I had this working before, but now I can't get the syntax correct...

I am looping over a series of cells in a column and adding a formula
to fetch the latest price from bloomberg. Not every row can be
fetched, perhaps 1/3rd of them on average. There is another column
that holds the last price that the user typed in.

Sometimes these return errors. Sadly they cannot be found using
ISERROR, and you have to LEFT the text instead, looking for the hash.

The user doesn't want to see the error if the fetch doesn't work. So I
have a second column with a formula in it, if the # is there it reads
the user price, if there is no # it reads the bloomberg price.

So far so good.

Now I want to color the border of the cell, to indicate to the user
whether or not the price fetch worked. If it did work, I want it to be
blue, and if it failed (and the original user price is being
displayed) I want it to be red.

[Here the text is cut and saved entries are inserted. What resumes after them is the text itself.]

//! Telemetry pipeline lifecycle.
//!
//! [`TelemetryPipeline`] owns one tracer, meter and logger provider for the
//! process, all sharing a single resource and exporter. Handles obtained from
//! it ([`Tracer`], [`Meter`], [`LogBridge`]) are passed explicitly to the code
//! that needs them; nothing is registered globally.
//!
//! Shut the pipeline down with [`TelemetryPipeline::shutdown`] to export
//! everything still queued. Dropping it instead signals the background tasks
//! to stop; they still attempt a final export but nothing waits for it.

use crate::batch::{BatchProcessor, ProcessorStatsSnapshot};
use crate::bridge::LogBridge;
use crate::config::Config;
use crate::error::Result;
use crate::exporter::{OtlpExporter, SharedExporter};
use crate::logs::{LogRecord, LoggerProvider};
use crate::metrics::{Meter, MeterProvider, TemporalitySelector};
use crate::reader::{PeriodicReader, ReaderStatsSnapshot};
use crate::resource::ResourceDescriptor;
use crate::trace::{SpanData, Tracer, TracerProvider};
use std::borrow::Cow;
use std::sync::Arc;

/// Counters for every background component.
#[derive(Debug, Clone, Copy, Default, PartialEq, Eq)]
pub struct PipelineStats {
    /// Span processor counters.
    pub spans: ProcessorStatsSnapshot,
    /// Log processor counters.
    pub logs: ProcessorStatsSnapshot,
    /// Metric reader counters.
    pub metrics: ReaderStatsSnapshot,
}

/// Process-wide trace, metric and log providers with a shared lifecycle.
///
/// # Example
///
/// ```no_run
/// use otel_pipeline::{Config, Context, SpanKind, TelemetryPipeline};
///
/// # async fn run() -> otel_pipeline::Result<()> {
/// let pipeline = TelemetryPipeline::builder(Config::default()).build()?;
///
/// let tracer = pipeline.tracer("my-service");
/// let span = tracer.start("work", SpanKind::Internal, &Context::new());
/// span.end();
///
/// pipeline.shutdown().await
/// # }
/// ```
pub struct TelemetryPipeline {
    config: Config,
    resource: ResourceDescriptor,
    tracer_provider: TracerProvider,
    meter_provider: MeterProvider,
    logger_provider: LoggerProvider,
    reader: PeriodicReader,
}

impl std::fmt::Debug for TelemetryPipeline {
    fn fmt(&self, f: &mut std::fmt::Formatter<'_>) -> std::fmt::Result {
        f.debug_struct("TelemetryPipeline")
            .field("resource", &self.resource)
            .field("stats", &self.stats())
            .finish_non_exhaustive()
    }
}

impl TelemetryPipeline {
    /// Starts building a pipeline from `config`.
    pub fn builder(config: Config) -> TelemetryPipelineBuilder {
        TelemetryPipelineBuilder {
            config,
            exporter: None,
            resource: None,
        }
    }

    /// Returns a tracer for the given instrumentation scope.
    pub fn tracer(&self, scope: impl Into<Cow<'static, str>>) -> Tracer {
        self.tracer_provider.tracer(scope)
    }

    /// Returns a meter for the given instrumentation scope.
    pub fn meter(&self, scope: impl Into<Cow<'static, str>>) -> Meter {
        self.meter_provider.meter(scope)
    }

    /// Returns the tracer provider.
    pub fn tracer_provider(&self) -> &TracerProvider {
        &self.tracer_provider
    }

    /// Returns the meter provider.
    pub fn meter_provider(&self) -> &MeterProvider {
        &self.meter_provider
    }

    /// Returns the logger provider.
    pub fn logger_provider(&self) -> &LoggerProvider {
        &self.logger_provider
    }

    /// Returns a `tracing` layer that forwards events to the log pipeline.
    pub fn log_bridge(&self) -> LogBridge {
        LogBridge::new(self.logger_provider.clone())
    }

    /// Returns the resource attached to every exported signal.
    pub fn resource(&self) -> &ResourceDescriptor {
        &self.resource
    }

    /// Returns the configuration the pipeline was built with.
    pub fn config(&self) -> &Config {
        &self.config
    }

    /// Returns counters for every background component.
    pub fn stats(&self) -> PipelineStats {
        PipelineStats {
            spans: self
                .tracer_provider
                .processor()
                .map(BatchProcessor::stats)
                .unwrap_or_default(),
            logs: self
                .logger_provider
                .processor()
                .map(BatchProcessor::stats)
                .unwrap_or_default(),
            metrics: self.reader.stats(),
        }
    }

    /// Exports every queued span and log record and collects metrics now.
    pub async fn force_flush(&self) {
        tokio::join!(
            self.tracer_provider.force_flush(),
            self.logger_provider.force_flush(),
            self.reader.force_flush(),
        );
    }

    /// Stops every background task after a final export.
    ///
    /// Each component is given `shutdown_timeout` to finish.
    ///
    /// # Errors
    ///
    /// Returns the first component error, typically
    /// [`PipelineError::ShutdownTimeout`](crate::PipelineError::ShutdownTimeout).
    pub async fn shutdown(self) -> Result<()> {
        let timeout = self.config.shutdown_timeout;
        tracing::debug!(target: "otel_pipeline", ?timeout, "Shutting down telemetry pipeline");

        let (spans, logs, metrics) = tokio::join!(
            self.tracer_provider.shutdown(timeout),
            self.logger_provider.shutdown(timeout),
            self.reader.shutdown(timeout),
        );

        spans.and(logs).and(metrics)
    }
}

impl Drop for TelemetryPipeline {
    fn drop(&mut self) {
        if let Some(processor) = self.tracer_provider.processor() {
            processor.stop();
        }
        if let Some(processor) = self.logger_provider.processor() {
            processor.stop();
        }
        self.reader.stop();
    }
}

/// Builder for [`TelemetryPipeline`].
#[must_use = "builders do nothing unless .build() is called"]
pub struct TelemetryPipelineBuilder {
    config: Config,
    exporter: Option<SharedExporter>,
    resource: Option<ResourceDescriptor>,
}

impl TelemetryPipelineBuilder {
    /// Uses `exporter` for every signal instead of an [`OtlpExporter`]
    /// built from the configuration.
    pub fn with_exporter(mut self, exporter: SharedExporter) -> Self {
        self.exporter = Some(exporter);
        self
    }

    /// Uses `resource` instead of one built from the configuration.
    pub fn with_resource(mut self, resource: ResourceDescriptor) -> Self {
        self.resource = Some(resource);
        self
    }

    /// Builds the providers and spawns their background tasks.
    ///
    /// # Errors
    ///
    /// Returns an error if the HTTP client for the OTLP exporter cannot be
    /// created.
    ///
    /// # Panics
    ///
    /// Panics if called outside a Tokio runtime.
    pub fn build(self) -> Result<TelemetryPipeline> {
        let config = self.config;

        let resource = self
            .resource
            .unwrap_or_else(|| ResourceDescriptor::from_config(&config.resource));

        let exporter: SharedExporter = match self.exporter {
            Some(exporter) => exporter,
            None => Arc::new(OtlpExporter::new(config.exporter.clone())?),
        };

        let span_processor: BatchProcessor<SpanData> = BatchProcessor::new(
            "spans",
            &config.batch,
            Arc::clone(&exporter),
            resource.clone(),
        );
        let tracer_provider = TracerProvider::builder()
            .with_sampler(config.sampler.clone())
            .with_batch_processor(span_processor)
            .build();

        let log_processor: BatchProcessor<LogRecord> = BatchProcessor::new(
            "logs",
            &config.batch,
            Arc::clone(&exporter),
            resource.clone(),
        );
        let logger_provider = LoggerProvider::new(config.logs.min_severity, Some(log_processor));

        let meter_provider = MeterProvider::new(TemporalitySelector::new(
            config.metrics.temporality_overrides.clone(),
        ));
        let reader = PeriodicReader::new(
            meter_provider.clone(),
            Arc::clone(&exporter),
            resource.clone(),
            config.metrics.export_interval,
        );

        tracing::debug!(
            target: "otel_pipeline",
            exporter = exporter.name(),
            endpoint = config.exporter.endpoint.as_deref().unwrap_or("<none>"),
            "Telemetry pipeline started"
        );

        Ok(TelemetryPipeline {
            config,
            resource,
            tracer_provider,
            meter_provider,
            logger_provider,
            reader,
        })
    }
}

So here's what I did...

Set rng = Range(userPriceCol & i)
rng.Borders.LineStyle = xlContinuous
rng.Borders.ColorIndex = 5
rng.FormatConditions.Delete
rng.FormatConditions.Add
rng.FormatConditions(1).Formula1 = "=LEFT(" & bbgcol &
i & ",1)=""#"""
rng.FormatConditions(1).Borders.ColorIndex = vbRed

The code fails on "Add", telling me that it has the "wrong number of
arguments..." Then I tried

rng.FormatConditions.Add 'Type:=xlExpression

But this says "argument not optional".

Does anyone know the right syntax here?

Maury
 
J

JLGWhiz

As I read this excerpt from VBA help, you have to specify Type when you use
Add.

Adds a new conditional format. Returns a FormatCondition object that
represents the new conditional format.

expression.Add(Type, Operator, Formula1, Formula2)
expression Required. An expression that returns a FormatConditions object.

Type Required XlFormatConditionType. Specifies whether the conditional
format is based on a cell value or an expression.

XlFormatConditionType can be one of these XlFormatConditionType constants.
xlCellValue The conditional format is based on a cell value.
xlExpression The conditional format is based on an expression.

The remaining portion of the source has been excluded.